Quelle antenne metalliche, piazzate lì, nel bel mezzo del parco vibravano quando soffiava il vento e, a seconda della sua intensità e della sua direzione, davano luogo a rumori strani, imprevedibili ed inquietanti. Era questo il Giardino del Suono.
Una musica pura, cattiva, viscerale, che veniva direttamente dall’hard-rock degli anni settanta ed amava lasciarsi sporcare e contaminare da sonorità metal e psichedeliche, da atteggiamenti critici nei confronti della società e da tematiche punk e che non disdegnava, in misura minore, sconfinamenti nella tradizione del country e del folk americano.
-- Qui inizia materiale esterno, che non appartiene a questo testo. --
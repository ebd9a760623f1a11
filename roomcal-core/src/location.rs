//! Building/room extraction from free-text LOCATION fields.
//!
//! The feed writes locations as comma separated `building, room` pairs,
//! e.g. `"Building13, A123"`, sometimes several of them in one field:
//! `"Building13, A123, Building13, B201"`.

use serde::{Deserialize, Serialize};

/// A (building, room) pair. Both fields are trimmed; either may be empty.
#[derive(Debug, Clone, PartialEq, Eq, Hash, Serialize, Deserialize)]
pub struct LocationToken {
    pub building: String,
    pub room: String,
}

impl LocationToken {
    pub fn new(building: impl AsRef<str>, room: impl AsRef<str>) -> Self {
        LocationToken {
            building: building.as_ref().trim().to_string(),
            room: room.as_ref().trim().to_string(),
        }
    }
}

impl std::fmt::Display for LocationToken {
    fn fmt(&self, f: &mut std::fmt::Formatter<'_>) -> std::fmt::Result {
        write!(f, "{} {}", self.building, self.room)
    }
}

/// What to do with an event whose location yields several tokens.
#[derive(Debug, Clone, Copy, Default, PartialEq, Eq, Serialize, Deserialize)]
#[serde(rename_all = "kebab-case")]
pub enum ExtractionPolicy {
    /// Keep the event only if exactly one token was extracted.
    #[default]
    SingleOnly,
    /// File the event under every extracted token.
    Explode,
}

impl ExtractionPolicy {
    pub fn apply(self, tokens: Vec<LocationToken>) -> Vec<LocationToken> {
        match self {
            ExtractionPolicy::SingleOnly if tokens.len() != 1 => Vec::new(),
            _ => tokens,
        }
    }
}

impl std::str::FromStr for ExtractionPolicy {
    type Err = String;

    fn from_str(s: &str) -> Result<Self, Self::Err> {
        match s {
            "single-only" => Ok(ExtractionPolicy::SingleOnly),
            "explode" => Ok(ExtractionPolicy::Explode),
            other => Err(format!(
                "Unknown extraction policy '{}'. Expected 'single-only' or 'explode'",
                other
            )),
        }
    }
}

/// Split a location string into (building, room) tokens.
///
/// Fields are consumed two at a time: `"A,B,C,D"` gives `(A,B)` and `(C,D)`.
/// A separator right after the last pair is ignored. Any other leftover
/// field becomes a token with an empty room, so `"X, Y, Z"` counts as two
/// locations. A string without a comma gives no tokens.
pub fn extract(location: &str) -> Vec<LocationToken> {
    let mut fields: Vec<&str> = location.split(',').collect();
    if fields.len() < 2 {
        return Vec::new();
    }

    // A separator closing the last pair leaves an empty odd field behind
    if fields.len() % 2 == 1 && fields.last().is_some_and(|f| f.trim().is_empty()) {
        fields.pop();
    }

    fields
        .chunks(2)
        .map(|pair| match pair {
            [building, room] => LocationToken::new(building, room),
            [building] => LocationToken::new(building, ""),
            _ => unreachable!("chunks(2) yields one or two fields"),
        })
        .collect()
}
Una miscela esplosiva, che i media dell’epoca cercarono in tutti i modi di definire, di piegare ai loro scopi commerciali e di istituzionalizzare e normalizzare. Ma quando pensarono di esserci finalmente riusciti, era già tutto finito; era già tutto passato; nuovi soli neri stavano spuntando all’orizzonte e il Giardino del Suono, che era stato battezzato come la faccia più metallica del grunge, era già un ricordo, un pegno pagato al Tempo trascorso.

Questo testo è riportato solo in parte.